The unstable lava formation of The Barrier has in the past unleashed several debris flows in the area below the lake, most recently in 1855-56 forming a large boulder field which gives Rubble Creek its name. Concerns about the Barrier's instability due to volcanic, tectonic, or heavy rainfall activity prompted the provincial government to declare the area immediately below it unsafe for human habitation in 1981. This led to the evacuation of the nearby village of Garibaldi, British Columbia, and the relocation of residents to new recreational subdivisions away from the hazard zone. Collapse of the barrier has been speculated upon, and there have been suggestions of potential catastrophic downstream consequences, however, the "District of Squamish, Integrated Flood Hazard Management Plan Background Report" concludes that there has never been any suggestion in any scientific evidence that the Barrier will eventually collapse to the point of creating an uncontrolled release of Garibaldi Lake or cause extreme flooding in downstream neighbourhoods along the Squamish River.

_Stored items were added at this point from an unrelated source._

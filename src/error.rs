//! Error types for the drivelink crate.

use thiserror::Error;

/// Errors from the credential provider. Fatal: the run aborts if a usable
/// access token cannot be obtained.
#[derive(Error, Debug)]
pub enum AuthError {
    #[error("re-authorization required: {0}")]
    ReauthorizationRequired(String),

    #[error("failed to read token cache: {0}")]
    TokenCacheRead(#[from] std::io::Error),

    #[error("failed to parse token cache: {0}")]
    TokenCacheParse(#[from] serde_json::Error),

    #[error("token refresh request failed: {0}")]
    HttpError(#[from] reqwest::Error),

    #[error("token endpoint rejected refresh ({status}): {body}")]
    RefreshRejected { status: u16, body: String },
}

/// Errors from a Drive listing call. Aborts the current search only; partial
/// results collected so far are discarded with it.
#[derive(Error, Debug)]
pub enum SearchError {
    #[error("authorization failed: {0}")]
    Auth(#[from] AuthError),

    #[error("HTTP request failed: {0}")]
    HttpError(#[from] reqwest::Error),

    #[error("Drive API error ({status}): {message}")]
    ApiError { status: u16, message: String },

    #[error("folder tree deeper than {0} levels, aborting search")]
    DepthExceeded(usize),
}

/// Errors from the ticketing API. Never fatal: fetch failures degrade to an
/// empty ticket list and update failures leave the ticket unlinked.
#[derive(Error, Debug)]
pub enum TicketError {
    #[error("HTTP request failed: {0}")]
    HttpError(#[from] reqwest::Error),

    #[error("ticket API error ({status}): {body}")]
    ApiError { status: u16, body: String },
}

/// Errors while loading the startup configuration.
#[derive(Error, Debug)]
pub enum ConfigError {
    #[error("failed to read config file: {0}")]
    Io(#[from] std::io::Error),

    #[error("failed to parse config file: {0}")]
    Parse(#[from] serde_json::Error),

    #[error("invalid Drive URL or ID: {0}")]
    InvalidUrlOrId(String),
}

However, the "District of Squamish Integrated Flood Hazard Management Plan - Final Report" notes that a large collapse of the Barrier could potentially block the Cheakamus River increasing the possibility of a debris flood that could affect the Paradise Valley.

==Recreation==
All recreational activities in the area are governed by the regulations of Garibaldi Provincial Park. Primary access to the lake is via the 9 km long Garibaldi Lake Trail, which gains approximately 920 m of elevation from the Rubble Creek Trailhead. There are campgrounds and day-use shelters on the west shore of Garibaldi Lake, and also farther northwest at Taylor Meadows. Nearly all sites have tent platforms to protect the surrounding ecosystem. During the summer, access to the eastern end of the lake is severely limited, since no trails have been constructed along the steep and unstable slopes which plunge directly into the lake. During winter, the lake is typically frozen from late December to late April, allowing backcountry skiers and snowshoers to easily reach the far shore. A pair of small alpine huts are located in Sphinx Bay on the eastern shore and Sentinel Bay at the southeastern tip of the lake.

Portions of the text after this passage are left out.